Bridget Bond
Was trying to explain a female friend recently, men are predictable. Their desires are simple: to be unquestionably powerful, acquire the world's most beautiful women and drive the swankiest cars. This not-so-secret male fantasy has fuelled the unparalleled James Bond franchise since its inception. In fact, Bond is to men what Harry Potter is to kids. Both recreate daydreams about either alpha males with guns or boy wizards with magic wands.
But if human fantasies translated into literary and cinematic figures can become such instant hits, where has the secret fantasy of women escaped to? Why is there no franchise detailing the adventures of a goddess every girl wants to be? And what would this goddess be like? Imagine a female character who is stunningly beautiful, filthily rich, insuperably powerful and irresistibly attractive to men.
Would women queue up to watch her escapades many times over? In all likelihood, no. Such a woman has in fact been equated to evil incarnate, as Miranda Priestly in The Devil Wears Prada. Then, is the fumbling, pitiful Bridget Jones the heroine of the female race? Women certainly empathise with her but, as we all know, nobody would want to be her.

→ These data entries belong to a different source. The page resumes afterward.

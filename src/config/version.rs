//! Ghost API version definitions.
//!
//! This module provides the [`ApiVersion`] enum for specifying which version
//! of the Ghost API to use.

use crate::error::ConfigError;
use std::fmt;
use std::str::FromStr;

/// Ghost API version.
///
/// Ghost ships major API versions alongside major releases of the platform.
/// Versions 3 and 4 carry a version segment in the endpoint path
/// (`/ghost/api/v4/...`); version 5 drops it (`/ghost/api/...`) and selects
/// the version server-side.
///
/// # Example
///
/// ```rust
/// use ghost_api::ApiVersion;
///
/// // Use the latest version
/// let version = ApiVersion::latest();
/// assert_eq!(version, ApiVersion::V5);
///
/// // Parse from string
/// let version: ApiVersion = "v4".parse().unwrap();
/// assert_eq!(version, ApiVersion::V4);
///
/// // Display as string
/// assert_eq!(format!("{}", ApiVersion::V4), "v4");
/// ```
#[derive(Clone, Copy, Debug, PartialEq, Eq, Hash, PartialOrd, Ord)]
pub enum ApiVersion {
    /// API version 3 (Ghost 3.x)
    V3,
    /// API version 4 (Ghost 4.x)
    V4,
    /// API version 5 (Ghost 5.x and later)
    V5,
}

impl ApiVersion {
    /// Returns the latest API version.
    ///
    /// This should be updated when new major versions are released.
    #[must_use]
    pub const fn latest() -> Self {
        Self::V5
    }

    /// Returns the endpoint path segment for this version.
    ///
    /// Version 5 endpoints are unversioned, so this returns `None` for
    /// [`ApiVersion::V5`].
    ///
    /// # Example
    ///
    /// ```rust
    /// use ghost_api::ApiVersion;
    ///
    /// assert_eq!(ApiVersion::V4.path_segment(), Some("v4"));
    /// assert_eq!(ApiVersion::V5.path_segment(), None);
    /// ```
    #[must_use]
    pub const fn path_segment(self) -> Option<&'static str> {
        match self {
            Self::V3 => Some("v3"),
            Self::V4 => Some("v4"),
            Self::V5 => None,
        }
    }

    /// Returns the `aud` claim expected by the Admin API for this version.
    ///
    /// # Example
    ///
    /// ```rust
    /// use ghost_api::ApiVersion;
    ///
    /// assert_eq!(ApiVersion::V4.admin_audience(), "/v4/admin/");
    /// assert_eq!(ApiVersion::V5.admin_audience(), "/admin/");
    /// ```
    #[must_use]
    pub const fn admin_audience(self) -> &'static str {
        match self {
            Self::V3 => "/v3/admin/",
            Self::V4 => "/v4/admin/",
            Self::V5 => "/admin/",
        }
    }
}

impl fmt::Display for ApiVersion {
    fn fmt(&self, f: &mut fmt::Formatter<'_>) -> fmt::Result {
        let version_str = match self {
            Self::V3 => "v3",
            Self::V4 => "v4",
            Self::V5 => "v5",
        };
        f.write_str(version_str)
    }
}

impl FromStr for ApiVersion {
    type Err = ConfigError;

    fn from_str(s: &str) -> Result<Self, Self::Err> {
        let s = s.trim().to_lowercase();

        match s.as_str() {
            "v3" | "3" => Ok(Self::V3),
            "v4" | "4" => Ok(Self::V4),
            "v5" | "5" => Ok(Self::V5),
            _ => Err(ConfigError::InvalidApiVersion { version: s }),
        }
    }
}

#[cfg(test)]
mod tests {
    use super::*;

    #[test]
    fn test_api_version_parses_known_versions() {
        assert_eq!("v3".parse::<ApiVersion>().unwrap(), ApiVersion::V3);
        assert_eq!("v4".parse::<ApiVersion>().unwrap(), ApiVersion::V4);
        assert_eq!("v5".parse::<ApiVersion>().unwrap(), ApiVersion::V5);
        assert_eq!("4".parse::<ApiVersion>().unwrap(), ApiVersion::V4);
        assert_eq!(" V5 ".parse::<ApiVersion>().unwrap(), ApiVersion::V5);
    }

    #[test]
    fn test_api_version_rejects_invalid() {
        assert!("v2".parse::<ApiVersion>().is_err());
        assert!("v6".parse::<ApiVersion>().is_err());
        assert!("latest".parse::<ApiVersion>().is_err());
        assert!("".parse::<ApiVersion>().is_err());
    }

    #[test]
    fn test_api_version_display() {
        assert_eq!(format!("{}", ApiVersion::V3), "v3");
        assert_eq!(format!("{}", ApiVersion::V4), "v4");
        assert_eq!(format!("{}", ApiVersion::V5), "v5");
    }

    #[test]
    fn test_api_version_latest() {
        assert_eq!(ApiVersion::latest(), ApiVersion::V5);
    }

    #[test]
    fn test_path_segment_omitted_for_v5() {
        assert_eq!(ApiVersion::V3.path_segment(), Some("v3"));
        assert_eq!(ApiVersion::V4.path_segment(), Some("v4"));
        assert_eq!(ApiVersion::V5.path_segment(), None);
    }

    #[test]
    fn test_admin_audience_per_version() {
        assert_eq!(ApiVersion::V3.admin_audience(), "/v3/admin/");
        assert_eq!(ApiVersion::V4.admin_audience(), "/v4/admin/");
        assert_eq!(ApiVersion::V5.admin_audience(), "/admin/");
    }

    #[test]
    fn test_version_ordering() {
        assert!(ApiVersion::V3 < ApiVersion::V4);
        assert!(ApiVersion::V4 < ApiVersion::V5);
    }
}
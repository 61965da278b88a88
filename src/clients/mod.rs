//! HTTP client types for Ghost API communication.
//!
//! This module provides the foundational HTTP layer for making
//! authenticated requests to the Ghost Admin and Content APIs. It handles
//! URL composition, auth attachment, `401` recovery, and error body
//! interpretation.
//!
//! # Overview
//!
//! The main types in this module are:
//!
//! - [`HttpClient`]: The async HTTP client for API communication
//! - [`HttpResponse`]: A raw response from the API
//! - [`HttpMethod`]: Supported HTTP methods (GET, POST, PUT, DELETE)
//! - [`UploadFile`]: A multipart file upload payload
//! - [`HttpError`] / [`PlatformError`]: HTTP-level error types
//!
//! # Retry Behavior
//!
//! The client retries only `401` responses, regenerating the admin token
//! each time:
//!
//! - **First `401`**: regenerate the token and retry immediately
//! - **Second `401`**: wait five seconds, regenerate, and retry
//! - **Third `401`**: give up with [`HttpError::TransportExhausted`]
//!
//! All other error responses are returned to the caller without retry.

mod errors;
mod http_client;
mod http_response;

pub use errors::{HttpError, PlatformError};
pub use http_client::{HttpClient, HttpMethod, UploadFile, MAX_ERROR_LIMIT};
pub use http_response::HttpResponse;
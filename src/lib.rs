//! # Ghost API client
//!
//! An async Rust client for the [Ghost](https://ghost.org) publishing
//! platform, covering the Admin and Content HTTP APIs with type-safe
//! configuration, self-signed admin tokens, and lazily paginated results.
//!
//! ## Overview
//!
//! This crate provides:
//! - Type-safe configuration via [`GhostConfig`] and [`GhostConfigBuilder`]
//! - Validated newtypes for API keys and the site URL
//! - Self-signed Admin API tokens (JWT) with automatic regeneration on `401`
//! - Generic CRUD over any resource through [`Resource`]
//! - Typed filter expressions via [`Filters`] and [`ListQuery`]
//! - Lazy pagination via [`RecordSet::next`] and [`Paginator`]
//! - Image and theme uploads via [`ImageResource`] and [`ThemeResource`]
//!
//! ## Quick Start
//!
//! ```rust
//! use ghost_api::{ContentApiKey, Ghost, GhostConfig, SiteUrl};
//!
//! let config = GhostConfig::builder()
//!     .url(SiteUrl::new("https://blog.example.com").unwrap())
//!     .content_key(ContentApiKey::new("22444f78447824223cefc48062").unwrap())
//!     .build()
//!     .unwrap();
//!
//! let ghost = Ghost::new(config);
//! let posts = ghost.posts();
//! ```
//!
//! ## Reading Content
//!
//! ```rust,ignore
//! use ghost_api::{Filters, ListQuery, PageLimit};
//!
//! // Fetch a post by slug
//! let post = ghost.posts().get_by_slug("welcome").await?;
//! println!("{}", post["title"]);
//!
//! // List published posts, 15 per page
//! let page = ghost
//!     .posts()
//!     .list_with(
//!         ListQuery::new()
//!             .limit(PageLimit::Count(15))
//!             .filters(Filters::new().with("status", "published")),
//!     )
//!     .await?;
//!
//! // Result sets fetch their successor on demand
//! let next = page.next().await?;
//!
//! // Or walk every match lazily
//! let mut all = ghost.posts().paginate(Filters::new(), 100);
//! while let Some(post) = all.try_next().await? {
//!     println!("{}", post["title"]);
//! }
//! ```
//!
//! ## Writing Through the Admin API
//!
//! Mutations need an admin key. The client signs a short-lived JWT per
//! request batch and regenerates it automatically when Ghost answers
//! `401`:
//!
//! ```rust,ignore
//! use ghost_api::{AdminApiKey, Filters};
//! use serde_json::json;
//!
//! let config = GhostConfig::builder()
//!     .url(SiteUrl::new("https://blog.example.com")?)
//!     .content_key(ContentApiKey::new("22444f78447824223cefc48062")?)
//!     .admin_key(AdminApiKey::new("64f1c8a9e3d5b2:0123456789abcdef")?)
//!     .build()?;
//! let ghost = Ghost::new(config);
//!
//! // Create
//! let post = ghost
//!     .posts()
//!     .create(json!({"title": "Hello", "html": "<p>Hi there.</p>"}))
//!     .await?;
//!
//! // Update; the collision check timestamp is handled automatically
//! let post = post.update(json!({"title": "Hello again"})).await?;
//!
//! // Bulk delete by filter
//! let deleted = ghost
//!     .posts()
//!     .delete_where(&Filters::new().with("status", "draft"))
//!     .await?;
//! ```
//!
//! ## Uploads
//!
//! ```rust,ignore
//! use ghost_api::{ImagePurpose, UploadFile};
//!
//! let file = UploadFile::new("photo.jpg", bytes, "image/jpeg");
//! let image = ghost
//!     .images()
//!     .upload(file, ImagePurpose::Image, Some("upload-1"))
//!     .await?;
//! println!("stored at {}", image.url);
//!
//! let theme = ghost
//!     .themes()
//!     .upload(UploadFile::new("casper.zip", archive, "application/zip"))
//!     .await?;
//! ghost.themes().activate("casper").await?;
//! ```
//!
//! ## Design Principles
//!
//! - **No global state**: Configuration is instance-based and passed explicitly
//! - **Fail-fast validation**: All newtypes validate on construction
//! - **Thread-safe**: All types are `Send + Sync`
//! - **Async-first**: Designed for use with the Tokio async runtime
//! - **Untyped records**: Ghost's field set varies with the requested
//!   fields and formats, so records expose raw JSON

pub mod auth;
pub mod clients;
pub mod config;
pub mod error;
mod ghost;
pub mod rest;

// Re-export public types at crate root for convenience
pub use config::{
    AdminApiKey, ApiVersion, ContentApiKey, GhostConfig, GhostConfigBuilder, SiteUrl,
};
pub use error::ConfigError;
pub use ghost::Ghost;

// Re-export HTTP client types
pub use clients::{HttpClient, HttpError, HttpMethod, HttpResponse, PlatformError, UploadFile};

// Re-export resource layer types
pub use rest::{
    ApiSurface, FilterValue, Filters, ImagePurpose, ImageResource, ListQuery, ListStyle,
    PageLimit, Pagination, Paginator, Record, RecordSet, Resource, ResourceError, ThemeResource,
    UploadedImage,
};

Rachel Green of Friends and Carrie Bradshaw of Sex and the City are possible contenders for the position but neither could command her own franchise or be as undisputed an aspiration as James Bond.
Women have traditionally been conceived as objects of desire, not desiring subjects. Has the modern woman not yet shaken off that blindfold to define her own superwoman? The conventional heroines of women were figures like Jane Austen's Elizabeth Bennet, who is rewarded for her relatively freethinking mind by being married off to a rich man. In India, the culturally enforced ideal is Sita. Every woman should want to be like her, to the point that some women actually do. How unfortunate that the female fantasy isn't the feisty and eminently likeable Draupadi, with her five husbands, unconcealed sexuality and obvious power.
In truth, though, there seems to be something wrong with each of these characters. Maybe a female fantasy hasn't yet been pinned down because she would need to be regulated by ideas of political correctness. Or perhaps this vacuum in popular culture will always exist because women will never settle for being as uncomplicated and predictable as children and men.